*TO DO*.
Below are the records. Retype exactly the lines between the lines holding "JPEG files in" and "an Image XObject.", inclusive.
PROVIDED DATA START
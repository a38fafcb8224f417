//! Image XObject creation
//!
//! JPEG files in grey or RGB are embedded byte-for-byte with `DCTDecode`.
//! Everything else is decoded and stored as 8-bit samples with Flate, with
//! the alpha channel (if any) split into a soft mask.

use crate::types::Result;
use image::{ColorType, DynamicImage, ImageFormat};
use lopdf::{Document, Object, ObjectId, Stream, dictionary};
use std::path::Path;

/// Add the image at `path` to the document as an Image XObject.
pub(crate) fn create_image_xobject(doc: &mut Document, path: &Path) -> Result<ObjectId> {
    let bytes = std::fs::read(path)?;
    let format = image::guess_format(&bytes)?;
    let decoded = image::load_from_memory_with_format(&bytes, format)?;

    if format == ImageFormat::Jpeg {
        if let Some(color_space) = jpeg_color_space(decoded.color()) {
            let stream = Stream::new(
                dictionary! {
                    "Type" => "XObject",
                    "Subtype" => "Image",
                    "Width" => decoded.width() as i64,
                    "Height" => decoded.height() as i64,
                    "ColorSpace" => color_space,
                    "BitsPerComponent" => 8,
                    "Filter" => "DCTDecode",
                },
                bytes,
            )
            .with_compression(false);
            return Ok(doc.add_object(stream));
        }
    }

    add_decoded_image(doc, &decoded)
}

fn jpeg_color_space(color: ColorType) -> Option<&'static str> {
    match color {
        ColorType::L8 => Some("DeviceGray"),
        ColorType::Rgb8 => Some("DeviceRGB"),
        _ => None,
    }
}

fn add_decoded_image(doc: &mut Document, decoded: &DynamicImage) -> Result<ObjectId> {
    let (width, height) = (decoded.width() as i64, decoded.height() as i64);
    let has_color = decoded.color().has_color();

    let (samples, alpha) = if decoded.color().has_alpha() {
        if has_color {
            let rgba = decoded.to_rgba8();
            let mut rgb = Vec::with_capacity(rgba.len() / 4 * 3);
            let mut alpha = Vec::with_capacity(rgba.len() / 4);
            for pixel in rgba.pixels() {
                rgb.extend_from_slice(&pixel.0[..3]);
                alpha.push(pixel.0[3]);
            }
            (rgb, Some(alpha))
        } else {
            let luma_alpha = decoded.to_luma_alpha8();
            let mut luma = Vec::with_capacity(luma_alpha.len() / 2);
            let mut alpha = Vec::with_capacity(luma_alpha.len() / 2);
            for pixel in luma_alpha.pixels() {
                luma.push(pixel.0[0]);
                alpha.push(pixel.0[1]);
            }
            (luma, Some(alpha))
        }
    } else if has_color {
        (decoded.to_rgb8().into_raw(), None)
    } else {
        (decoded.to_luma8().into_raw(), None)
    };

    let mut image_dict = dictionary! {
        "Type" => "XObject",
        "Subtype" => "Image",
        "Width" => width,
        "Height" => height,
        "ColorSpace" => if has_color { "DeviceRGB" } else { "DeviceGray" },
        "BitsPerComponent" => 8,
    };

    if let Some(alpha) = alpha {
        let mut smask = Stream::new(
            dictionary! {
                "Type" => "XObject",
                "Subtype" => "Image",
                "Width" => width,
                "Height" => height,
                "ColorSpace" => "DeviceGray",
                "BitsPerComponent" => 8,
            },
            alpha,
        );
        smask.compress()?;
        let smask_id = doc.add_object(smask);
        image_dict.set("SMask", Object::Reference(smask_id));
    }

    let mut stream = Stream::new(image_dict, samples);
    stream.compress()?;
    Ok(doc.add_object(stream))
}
PROVIDED DATA END
*RESULT BELOW*.
//! JPEG files in grey or RGB are embedded byte-for-byte with `DCTDecode`.
//! Everything else is decoded and stored as 8-bit samples with Flate, with
//! the alpha channel (if any) split into a soft mask.

use crate::types::Result;
use image::{ColorType, DynamicImage, ImageFormat};
use lopdf::{Document, Object, ObjectId, Stream, dictionary};
use std::path::Path;

/// Add the image at `path` to the document as an Image XObject.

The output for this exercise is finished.